**What the task requires**
Restate word for word the entries below, starting with the line with "a non-retryable error." and continuing through the line with "filename crates/docbridge_protocol/src/lib.rs". Include both of those lines and no others.

**Saved entries**
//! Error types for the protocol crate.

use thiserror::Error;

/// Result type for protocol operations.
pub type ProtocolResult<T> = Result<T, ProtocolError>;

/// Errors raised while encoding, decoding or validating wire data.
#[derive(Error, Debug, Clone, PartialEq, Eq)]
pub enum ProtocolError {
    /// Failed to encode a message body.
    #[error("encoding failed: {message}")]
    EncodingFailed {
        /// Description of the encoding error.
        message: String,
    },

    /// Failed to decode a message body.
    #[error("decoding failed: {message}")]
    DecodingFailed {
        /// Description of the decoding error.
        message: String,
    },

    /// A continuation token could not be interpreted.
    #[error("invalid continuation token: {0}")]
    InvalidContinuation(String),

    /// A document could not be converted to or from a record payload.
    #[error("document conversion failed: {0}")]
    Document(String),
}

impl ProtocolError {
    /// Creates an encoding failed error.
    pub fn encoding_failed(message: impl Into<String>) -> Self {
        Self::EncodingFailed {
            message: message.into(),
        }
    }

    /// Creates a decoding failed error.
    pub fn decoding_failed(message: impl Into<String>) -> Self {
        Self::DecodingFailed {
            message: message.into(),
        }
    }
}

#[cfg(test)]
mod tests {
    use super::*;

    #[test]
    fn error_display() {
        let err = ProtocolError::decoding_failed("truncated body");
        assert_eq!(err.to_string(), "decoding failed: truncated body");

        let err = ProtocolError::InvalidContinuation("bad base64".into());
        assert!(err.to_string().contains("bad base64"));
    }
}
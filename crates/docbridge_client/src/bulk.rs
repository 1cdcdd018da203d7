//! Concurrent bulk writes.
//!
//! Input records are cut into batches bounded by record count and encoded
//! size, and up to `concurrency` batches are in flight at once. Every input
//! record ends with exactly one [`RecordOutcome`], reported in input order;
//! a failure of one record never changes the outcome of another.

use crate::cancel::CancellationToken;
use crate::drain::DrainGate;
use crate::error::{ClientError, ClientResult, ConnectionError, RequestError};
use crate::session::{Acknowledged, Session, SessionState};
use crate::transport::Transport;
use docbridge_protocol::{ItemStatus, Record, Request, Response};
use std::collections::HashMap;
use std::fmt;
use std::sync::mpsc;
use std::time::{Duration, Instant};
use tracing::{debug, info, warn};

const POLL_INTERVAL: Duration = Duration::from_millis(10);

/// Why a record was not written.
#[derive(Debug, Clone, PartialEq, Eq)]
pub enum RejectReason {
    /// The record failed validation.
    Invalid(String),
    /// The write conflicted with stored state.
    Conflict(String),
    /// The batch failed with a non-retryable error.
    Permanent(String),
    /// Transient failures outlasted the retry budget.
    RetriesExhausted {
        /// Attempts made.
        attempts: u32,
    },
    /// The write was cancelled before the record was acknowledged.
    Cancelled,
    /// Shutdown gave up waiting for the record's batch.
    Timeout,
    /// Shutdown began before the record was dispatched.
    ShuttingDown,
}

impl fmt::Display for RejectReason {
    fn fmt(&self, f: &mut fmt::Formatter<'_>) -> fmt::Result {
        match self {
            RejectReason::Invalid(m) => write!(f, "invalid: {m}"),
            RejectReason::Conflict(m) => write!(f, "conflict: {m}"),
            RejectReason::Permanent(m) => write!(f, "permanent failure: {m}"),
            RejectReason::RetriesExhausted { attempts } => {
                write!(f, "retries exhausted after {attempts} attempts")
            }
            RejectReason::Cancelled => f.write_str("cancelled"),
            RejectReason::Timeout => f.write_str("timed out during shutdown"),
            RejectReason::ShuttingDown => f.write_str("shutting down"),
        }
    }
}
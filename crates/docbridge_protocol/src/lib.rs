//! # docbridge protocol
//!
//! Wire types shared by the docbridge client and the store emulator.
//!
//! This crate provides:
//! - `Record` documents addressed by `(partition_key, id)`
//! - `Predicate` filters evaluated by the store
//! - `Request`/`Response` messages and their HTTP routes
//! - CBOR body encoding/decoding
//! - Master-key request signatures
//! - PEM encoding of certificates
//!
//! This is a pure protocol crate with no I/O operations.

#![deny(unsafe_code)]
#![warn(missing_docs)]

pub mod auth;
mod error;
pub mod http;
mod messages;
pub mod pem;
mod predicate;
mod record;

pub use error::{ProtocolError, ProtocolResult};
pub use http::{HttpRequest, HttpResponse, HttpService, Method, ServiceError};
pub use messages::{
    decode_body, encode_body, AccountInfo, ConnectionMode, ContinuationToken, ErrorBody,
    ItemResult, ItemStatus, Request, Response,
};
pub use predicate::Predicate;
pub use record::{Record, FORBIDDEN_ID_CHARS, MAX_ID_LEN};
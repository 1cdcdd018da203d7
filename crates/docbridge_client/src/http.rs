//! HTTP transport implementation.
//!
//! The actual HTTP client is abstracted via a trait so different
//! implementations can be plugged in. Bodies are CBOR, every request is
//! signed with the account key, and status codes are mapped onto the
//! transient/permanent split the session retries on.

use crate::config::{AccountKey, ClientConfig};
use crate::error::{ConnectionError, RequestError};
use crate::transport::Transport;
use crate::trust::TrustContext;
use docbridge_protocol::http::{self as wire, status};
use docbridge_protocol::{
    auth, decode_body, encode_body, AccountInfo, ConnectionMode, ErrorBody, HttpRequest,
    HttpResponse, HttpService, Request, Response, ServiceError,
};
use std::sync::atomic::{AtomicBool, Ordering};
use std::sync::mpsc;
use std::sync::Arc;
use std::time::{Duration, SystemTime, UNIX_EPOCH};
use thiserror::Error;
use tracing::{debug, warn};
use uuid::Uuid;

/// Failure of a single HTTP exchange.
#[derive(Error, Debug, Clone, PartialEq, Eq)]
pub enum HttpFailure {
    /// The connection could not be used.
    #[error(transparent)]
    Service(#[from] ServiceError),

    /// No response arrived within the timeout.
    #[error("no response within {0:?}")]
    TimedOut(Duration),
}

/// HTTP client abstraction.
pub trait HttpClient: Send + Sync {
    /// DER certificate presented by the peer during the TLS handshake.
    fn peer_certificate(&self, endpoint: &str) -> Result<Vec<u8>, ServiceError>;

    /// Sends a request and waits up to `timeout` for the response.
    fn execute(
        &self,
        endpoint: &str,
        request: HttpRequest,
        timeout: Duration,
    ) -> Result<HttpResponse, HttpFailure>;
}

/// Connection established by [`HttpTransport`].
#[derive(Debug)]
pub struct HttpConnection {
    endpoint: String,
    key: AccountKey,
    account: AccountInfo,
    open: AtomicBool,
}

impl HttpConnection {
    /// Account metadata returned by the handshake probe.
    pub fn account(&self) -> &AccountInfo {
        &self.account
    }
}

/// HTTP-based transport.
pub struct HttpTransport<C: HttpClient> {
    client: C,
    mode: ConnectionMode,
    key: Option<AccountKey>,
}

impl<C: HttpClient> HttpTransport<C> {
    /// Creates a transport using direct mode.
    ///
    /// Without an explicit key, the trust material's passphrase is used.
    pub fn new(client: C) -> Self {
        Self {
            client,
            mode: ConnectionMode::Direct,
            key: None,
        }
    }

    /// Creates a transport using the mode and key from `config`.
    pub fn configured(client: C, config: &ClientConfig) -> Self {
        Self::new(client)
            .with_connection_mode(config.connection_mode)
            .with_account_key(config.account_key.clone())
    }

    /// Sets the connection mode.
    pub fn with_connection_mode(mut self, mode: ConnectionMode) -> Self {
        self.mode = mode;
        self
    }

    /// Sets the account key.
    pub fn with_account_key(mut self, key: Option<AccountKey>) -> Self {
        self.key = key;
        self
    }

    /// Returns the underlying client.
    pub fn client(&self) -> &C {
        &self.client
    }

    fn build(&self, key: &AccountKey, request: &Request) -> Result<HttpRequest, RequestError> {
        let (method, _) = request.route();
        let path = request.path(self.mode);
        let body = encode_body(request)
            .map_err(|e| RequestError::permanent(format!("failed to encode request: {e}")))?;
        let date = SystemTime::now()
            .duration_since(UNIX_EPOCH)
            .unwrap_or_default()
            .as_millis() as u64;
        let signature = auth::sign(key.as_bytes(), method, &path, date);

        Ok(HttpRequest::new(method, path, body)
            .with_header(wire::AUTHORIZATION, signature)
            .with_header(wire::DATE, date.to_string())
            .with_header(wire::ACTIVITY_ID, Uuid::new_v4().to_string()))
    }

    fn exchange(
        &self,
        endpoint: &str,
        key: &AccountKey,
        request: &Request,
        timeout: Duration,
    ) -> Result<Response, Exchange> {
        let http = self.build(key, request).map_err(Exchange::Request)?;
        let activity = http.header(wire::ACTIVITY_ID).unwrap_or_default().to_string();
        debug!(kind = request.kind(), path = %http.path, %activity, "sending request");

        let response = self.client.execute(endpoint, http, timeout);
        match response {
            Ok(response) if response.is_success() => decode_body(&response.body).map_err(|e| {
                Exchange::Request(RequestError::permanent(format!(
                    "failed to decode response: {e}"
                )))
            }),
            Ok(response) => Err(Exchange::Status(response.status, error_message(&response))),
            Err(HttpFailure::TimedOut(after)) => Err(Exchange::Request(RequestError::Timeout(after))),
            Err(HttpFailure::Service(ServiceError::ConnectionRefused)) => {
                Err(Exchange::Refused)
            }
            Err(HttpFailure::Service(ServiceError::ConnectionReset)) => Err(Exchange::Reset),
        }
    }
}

**Task solution**
    /// The batch failed with a non-retryable error.
    Permanent(String),
    /// Transient failures outlasted the retry budget.
    RetriesExhausted {
        /// Attempts made.
        attempts: u32,
    },
    /// The write was cancelled before the record was acknowledged.
    Cancelled,
    /// Shutdown gave up waiting for the record's batch.
    Timeout,
    /// Shutdown began before the record was dispatched.
    ShuttingDown,
}

impl fmt::Display for RejectReason {
    fn fmt(&self, f: &mut fmt::Formatter<'_>) -> fmt::Result {
        match self {
            RejectReason::Invalid(m) => write!(f, "invalid: {m}"),
            RejectReason::Conflict(m) => write!(f, "conflict: {m}"),
            RejectReason::Permanent(m) => write!(f, "permanent failure: {m}"),
            RejectReason::RetriesExhausted { attempts } => {
                write!(f, "retries exhausted after {attempts} attempts")
            }
            RejectReason::Cancelled => f.write_str("cancelled"),
            RejectReason::Timeout => f.write_str("timed out during shutdown"),
            RejectReason::ShuttingDown => f.write_str("shutting down"),
        }
    }
}
filename crates/docbridge_protocol/src/lib.rs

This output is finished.